- Exercise details
Look through the records below and collect all lines that hold the string "bool".

- Input data
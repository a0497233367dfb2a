//! User account aggregate.
//!
//! Only the lifecycle status lives here; profile data is owned elsewhere.

use serde::{Deserialize, Serialize};
use std::fmt;
use std::str::FromStr;

use super::UserStatusChanged;
use crate::domain::foundation::{
    DomainError, ErrorCode, EventId, Timestamp, UserId, ValidationError,
};

/// Lifecycle status of a user account.
#[derive(Debug, Clone, Copy, PartialEq, Eq, Hash, Serialize, Deserialize, Default)]
#[serde(rename_all = "snake_case")]
pub enum UserStatus {
    #[default]
    Active,
    Suspended,
    Deactivated,
}

impl UserStatus {
    /// Validates a transition from this status to another.
    ///
    /// Valid transitions:
    /// - Active -> Suspended | Deactivated
    /// - Suspended -> Active | Deactivated
    pub fn can_transition_to(&self, target: &UserStatus) -> bool {
        use UserStatus::*;
        matches!(
            (self, target),
            (Active, Suspended) | (Active, Deactivated) | (Suspended, Active) | (Suspended, Deactivated)
        )
    }

    /// Deactivated accounts never change again.
    pub fn is_terminal(&self) -> bool {
        matches!(self, UserStatus::Deactivated)
    }

    pub fn as_str(&self) -> &'static str {
        match self {
            UserStatus::Active => "active",
            UserStatus::Suspended => "suspended",
            UserStatus::Deactivated => "deactivated",
        }
    }
}

impl fmt::Display for UserStatus {
    fn fmt(&self, f: &mut fmt::Formatter<'_>) -> fmt::Result {
        f.write_str(self.as_str())
    }
}

impl FromStr for UserStatus {
    type Err = ValidationError;

    fn from_str(s: &str) -> Result<Self, Self::Err> {
        match s {
            "active" => Ok(UserStatus::Active),
            "suspended" => Ok(UserStatus::Suspended),
            "deactivated" => Ok(UserStatus::Deactivated),
            other => Err(ValidationError::invalid_format(
                "status",
                format!("unknown user status '{}'", other),
            )),
        }
    }
}

/// A user account whose status changes are propagated to other services.
#[derive(Debug, Clone, PartialEq, Eq, Serialize, Deserialize)]
pub struct UserAccount {
    id: UserId,
    status: UserStatus,
    updated_at: Timestamp,
}

impl UserAccount {
    /// Creates an active account.
    pub fn new(id: UserId, now: Timestamp) -> Self {
        Self {
            id,
            status: UserStatus::Active,
            updated_at: now,
        }
    }

    /// Reconstitute an account from persistence.
    pub fn reconstitute(id: UserId, status: UserStatus, updated_at: Timestamp) -> Self {
        Self {
            id,
            status,
            updated_at,
        }
    }

    pub fn id(&self) -> &UserId {
        &self.id
    }

    pub fn status(&self) -> UserStatus {
        self.status
    }

    pub fn updated_at(&self) -> Timestamp {
        self.updated_at
    }

    /// Moves the account to `target`, recording who did it.
    ///
    /// # Errors
    ///
    /// - `InvalidStateTransition` if the move is not allowed
    pub fn change_status(
        &self,
        target: UserStatus,
        changed_by: &UserId,
        now: Timestamp,
    ) -> Result<(Self, Vec<UserStatusChanged>), DomainError> {
        if !self.status.can_transition_to(&target) {
            return Err(DomainError::new(
                ErrorCode::InvalidStateTransition,
                format!("Cannot change user status from {} to {}", self.status, target),
            )
            .with_detail("user_id", self.id.as_str()));
        }

        let event = UserStatusChanged {
            event_id: EventId::new(),
            user_id: self.id.clone(),
            previous_status: self.status,
            new_status: target,
            changed_by_user_id: changed_by.clone(),
            occurred_at: now,
        };
        let next = Self {
            status: target,
            updated_at: now,
            ..self.clone()
        };
        Ok((next, vec![event]))
    }
}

- Solution to this task
    pub fn can_transition_to(&self, target: &UserStatus) -> bool {
    pub fn is_terminal(&self) -> bool {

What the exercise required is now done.